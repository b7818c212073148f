//! CLI library components for the skin ontology tool.

pub mod logging;
pub mod pipeline;
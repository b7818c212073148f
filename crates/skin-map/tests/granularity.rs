//! Property tests for granularity resolution.

use proptest::prelude::*;

use skin_map::resolve_granularity;

fn hierarchy_strategy() -> impl Strategy<Value = Vec<String>> {
    prop::collection::vec("[A-Z0-9.]{0,6}", 0..8)
}

proptest! {
    #[test]
    fn valid_level_joins_prefix(
        (hierarchy, level) in prop::collection::vec("[A-Z0-9.]{0,6}", 1..8)
            .prop_flat_map(|h| {
                let len = h.len();
                (Just(h), 1..=len)
            })
    ) {
        let expected = hierarchy[..level].join("-");
        prop_assert_eq!(resolve_granularity(&hierarchy, Some(level as i64)), expected);
    }

    #[test]
    fn out_of_range_matches_full_path(hierarchy in hierarchy_strategy(), extra in 1i64..1000) {
        let full = resolve_granularity(&hierarchy, None);
        let len = hierarchy.len() as i64;
        prop_assert_eq!(&resolve_granularity(&hierarchy, Some(len)), &full);
        prop_assert_eq!(&resolve_granularity(&hierarchy, Some(len + extra)), &full);
        prop_assert_eq!(&full, &hierarchy.join("-"));
    }

    #[test]
    fn non_positive_level_matches_full_path(hierarchy in hierarchy_strategy(), level in i64::MIN..=0) {
        prop_assert_eq!(
            resolve_granularity(&hierarchy, Some(level)),
            resolve_granularity(&hierarchy, None)
        );
    }
}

———

Look back at the entries above and repeat, unchanged, every line from the line holding "pub mod logging;" through the line holding "fn hierarchy_strategy() ->".

pub mod logging;
pub mod pipeline;
repository b7818c212073148f
filename crates/skin-map/tests/granularity.rs
//! Property tests for granularity resolution.

use proptest::prelude::*;

use skin_map::resolve_granularity;

fn hierarchy_strategy() -> impl Strategy<Value = Vec<String>> {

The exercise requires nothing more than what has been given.